The organization can assess what could cause the most damage to an asset profile, for instance an outage or a data breach. With those loss-event scenarios identified, a cyber risk quantification platform can run analyses showing the level of risk (or loss exposure in financial terms) for asset profiles, giving clear direction for first addressing the vulnerabilities that could cause the most loss.

Six advantages to quantitative risk assessments

As the above example showed, one of the key benefits of risk quantification is prioritizing and justifying risk management projects. But there are other advantages to quantitative risk assessment:

1. An established common language of cyber risk for security and risk teams: Risk assessments based on a standard methodology for risk quantification provide a logical and consistent way to understand and measure risk.
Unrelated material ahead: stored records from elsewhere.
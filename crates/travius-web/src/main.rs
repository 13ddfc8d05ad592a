//! travius HTTP server.
//!
//! # Usage
//!
//! ```bash
//! OPENAI_API_KEY=sk-... cargo run -p travius-web
//! cargo run -p travius-web -- --port 8080 --credential-source request
//! CREDENTIAL_SOURCE=directory DIRECTORY_URL=http://directory.internal \
//!   DIRECTORY_TOKEN=... cargo run -p travius-web
//! ```

use std::process;
use std::sync::Arc;

use clap::Parser;
use tracing::info;
use tracing_subscriber::layer::SubscriberExt;
use tracing_subscriber::util::SubscriberInitExt;
use tracing_subscriber::{EnvFilter, fmt};

use travius::client::OpenAiClient;
use travius::credential::build_resolver;
use travius::relay::Relay;
use travius_web::{ServerConfig, spawn_web};

fn init_tracing(debug_gpt: bool) {
    let mut filter = EnvFilter::try_from_default_env().unwrap_or_else(|_| EnvFilter::new("info"));
    if debug_gpt {
        for directive in ["travius=debug", "travius_web=debug"] {
            if let Ok(directive) = directive.parse() {
                filter = filter.add_directive(directive);
            }
        }
    }
    tracing_subscriber::registry()
        .with(filter)
        .with(fmt::layer().with_target(true))
        .init();
}

async fn run(config: ServerConfig) -> Result<(), String> {
    let client = OpenAiClient::new(&config.openai_base_url)?.with_debug_upstream(config.debug_gpt);
    let relay = Arc::new(Relay::new(Arc::new(client), config.relay_settings()));
    let resolver = build_resolver(config.credential_source, config.resolver_settings());

    let web_config = config.web_config();
    let addr = spawn_web(relay, resolver, web_config.clone())
        .await
        .map_err(|e| format!("failed to bind {}: {e}", web_config.bind_addr))?;
    info!(
        "Travius API listening on http://{addr} (credentials: {}, model: {})",
        config.credential_source, config.model
    );

    tokio::signal::ctrl_c()
        .await
        .map_err(|e| format!("failed to listen for shutdown signal: {e}"))?;
    info!("Shutting down");
    Ok(())
}

#[tokio::main]
async fn main() {
    // `.env` must be loaded before clap reads env fallbacks.
    let _ = dotenvy::dotenv();
    let config = ServerConfig::parse();
    init_tracing(config.debug_gpt);

    if let Err(e) = run(config).await {
        eprintln!("Error: {e}");
        process::exit(1);
    }
}
//! The four thinking modes and their instruction fragments.

use serde_json::Value;

/// Instruction used when no valid mode was selected.
pub const FALLBACK_INSTRUCTION: &str = "\
No thinking mode was selected. Choose whichever angle (clarifying the facts, \
shifting perspective, analysing structure, or revisiting the purpose) would \
deepen this conversation the most right now, and compose one question from it.";

/// A cognitive framing preset applied when composing a follow-up question.
///
/// The numeric selector (1–4) is what callers send as `selectedMode` and
/// what is reported back as the thinking level.
#[derive(Debug, Clone, Copy, PartialEq, Eq, Hash)]
pub enum ThinkingMode {
    /// Organize the facts and terms without analysis.
    Clarify = 1,
    /// Bring in the viewpoints of other stakeholders.
    Perspective = 2,
    /// Decompose into elements and causal structure.
    Structure = 3,
    /// Question the purpose and underlying values.
    Purpose = 4,
}

impl ThinkingMode {
    pub const ALL: [ThinkingMode; 4] = [
        ThinkingMode::Clarify,
        ThinkingMode::Perspective,
        ThinkingMode::Structure,
        ThinkingMode::Purpose,
    ];

    pub fn from_number(n: u64) -> Option<Self> {
        match n {
            1 => Some(ThinkingMode::Clarify),
            2 => Some(ThinkingMode::Perspective),
            3 => Some(ThinkingMode::Structure),
            4 => Some(ThinkingMode::Purpose),
            _ => None,
        }
    }

    /// Parse a `selectedMode` value as sent by clients.
    ///
    /// Accepts an integral JSON number or a numeric string. Anything else,
    /// including out-of-range numbers, yields `None`.
    ///
    /// ```
    /// use serde_json::json;
    /// use travius::prompt::ThinkingMode;
    ///
    /// assert_eq!(ThinkingMode::from_selector(Some(&json!(3))), Some(ThinkingMode::Structure));
    /// assert_eq!(ThinkingMode::from_selector(Some(&json!("2"))), Some(ThinkingMode::Perspective));
    /// assert_eq!(ThinkingMode::from_selector(Some(&json!(5))), None);
    /// assert_eq!(ThinkingMode::from_selector(Some(&json!("x"))), None);
    /// assert_eq!(ThinkingMode::from_selector(None), None);
    /// ```
    pub fn from_selector(value: Option<&Value>) -> Option<Self> {
        match value? {
            Value::Number(n) => n
                .as_u64()
                .or_else(|| {
                    n.as_f64()
                        .filter(|f| f.fract() == 0.0 && *f >= 0.0)
                        .map(|f| f as u64)
                })
                .and_then(Self::from_number),
            Value::String(s) => s.trim().parse::<u64>().ok().and_then(Self::from_number),
            _ => None,
        }
    }

    /// Numeric selector, 1–4.
    pub fn selector(self) -> u8 {
        self as u8
    }

    /// Instruction fragment for this mode.
    pub fn instruction(self) -> &'static str {
        match self {
            ThinkingMode::Clarify => {
                "Compose a question that briefly organizes the current situation, the \
                 meaning of the terms involved, and the facts. Stay at the level of \
                 surface information: do not dig into positions, structure, causes, or \
                 purposes, and do not ask who thinks what, why it happens, or what it is for."
            }
            ThinkingMode::Perspective => {
                "Explicitly bring in the viewpoints of stakeholders and of people in \
                 different positions, and compose a question that focuses on how their \
                 interpretations and priorities differ."
            }
            ThinkingMode::Structure => {
                "Break the problem or situation down into its constituent elements and \
                 compose a question that focuses on their causal relationships and \
                 structural mechanics, bringing the underlying mechanism to light."
            }
            ThinkingMode::Purpose => {
                "Re-examine the purpose and the values being taken for granted, and \
                 compose a question that draws out a new perspective by asking what this \
                 is for in the first place and what meaning it ought to carry."
            }
        }
    }

    /// Category label used by the thinking-level classifier.
    pub fn label(self) -> &'static str {
        match self {
            ThinkingMode::Clarify => "situational clarification",
            ThinkingMode::Perspective => "perspective shift",
            ThinkingMode::Structure => "structural/causal analysis",
            ThinkingMode::Purpose => "purpose/value redesign",
        }
    }

    /// Inverse of [`label`](Self::label). Case and surrounding whitespace are
    /// ignored.
    pub fn from_label(label: &str) -> Option<Self> {
        let wanted = label.trim().to_lowercase();
        Self::ALL.into_iter().find(|m| m.label() == wanted)
    }
}

/// Thinking level reported for a request: the selector, or 1 when no valid
/// mode was given.
pub fn level_for(mode: Option<ThinkingMode>) -> u8 {
    mode.map_or(ThinkingMode::Clarify.selector(), ThinkingMode::selector)
}

#[cfg(test)]
mod tests {
    use super::*;
    use serde_json::json;

    #[test]
    fn selectors_round_trip() {
        for mode in ThinkingMode::ALL {
            assert_eq!(ThinkingMode::from_number(mode.selector() as u64), Some(mode));
        }
    }

    #[test]
    fn invalid_selectors_are_none() {
        for value in [json!(0), json!(5), json!(-1), json!(2.5), json!("x"), json!(null), json!([3])] {
            assert_eq!(ThinkingMode::from_selector(Some(&value)), None, "{value}");
        }
    }

    #[test]
    fn float_and_padded_string_selectors_parse() {
        assert_eq!(
            ThinkingMode::from_selector(Some(&json!(4.0))),
            Some(ThinkingMode::Purpose)
        );
        assert_eq!(
            ThinkingMode::from_selector(Some(&json!(" 1 "))),
            Some(ThinkingMode::Clarify)
        );
    }

    #[test]
    fn fragments_are_unique() {
        let mut seen = std::collections::HashSet::new();
        for mode in ThinkingMode::ALL {
            assert!(seen.insert(mode.instruction()));
            assert_ne!(mode.instruction(), FALLBACK_INSTRUCTION);
        }
    }

    #[test]
    fn labels_parse_case_insensitively() {
        assert_eq!(
            ThinkingMode::from_label("  Perspective Shift "),
            Some(ThinkingMode::Perspective)
        );
        assert_eq!(ThinkingMode::from_label("vibes"), None);
    }

    #[test]
    fn level_defaults_to_one() {
        assert_eq!(level_for(None), 1);
        assert_eq!(level_for(Some(ThinkingMode::Structure)), 3);
    }
}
Once the teams are trained, misunderstandings over what should be considered high or low risk are eliminated.

2. The ability to communicate cyber risk to the business in familiar financial terms: Presenting a finding that encryption will reduce the probability of loss exposure by $5.8 million, or $5.80 for every dollar spent, is a credible statement that is on par with typical cost/benefit analysis and will make sense to senior executives and board members. More importantly, if there are questions about the results, security teams will be able to document all their data sources and provide a paper trail.

3. Comparison and aggregation of risks to understand the top risks and overall loss exposure: Comparing and prioritizing risks isn’t possible without quantification in financial terms. Typically, aggregating risks for a picture of total loss exposure for the entire organization or a business unit requires apples-to-apples measurement among risks. Once these aggregated risk assessments are set up, the analysts can report on how trends evolve over time to show the progress in risk reduction.

4. The capability to triage everyday risks and clean up the risk register: Risk and security teams often find themselves on the receiving end of audit findings or vague requests from executives to assess certain risks that aren’t actually risks – they’re not events that cause loss to the business. Many issues get dumped into the risk register with no way to prioritize them. With a quantitative risk analysis, risk managers can render GRC entries into quantifiable risk scenarios and quickly prioritize audit findings based on business impact.

5. Setting explicit risk appetite statements that can guide decision-making: This can be especially difficult when risks can’t be quantified. Quantified risk assessments allow for cybersecurity teams to identify the loss events that are most relevant, run the necessary analyses and define the risk threshold for unacceptable loss exposure.

6. The ability to meet compliance frameworks in a cost-effective way that satisfies regulators: Many businesses base their cybersecurity programs on frameworks such as NIST, ISO, CIS, which are essentially list of controls and best practices. They help organizations understand areas of control deficiencies. Unfortunately the work involved often vastly exceeds the time and resources available. With quantitative analysis, organizations can understand which compliance activities should be prioritized, based on their impact to the business.

Having clear, explicit objectives is an essential component of a successful quantitative risk management program. It will accelerate the value delivered by cyber risk quantification, generate demand for additional assessments throughout the business and establish a strong foundation for the ongoing program. Most importantly, a quantitative risk management program will help provide a clear, financial value or return that security leaders can present to board members and senior executives, explaining the risk in non-technical terms and justifying how the business can prioritize projects that strengthen security for their new and existing digital growth initiatives.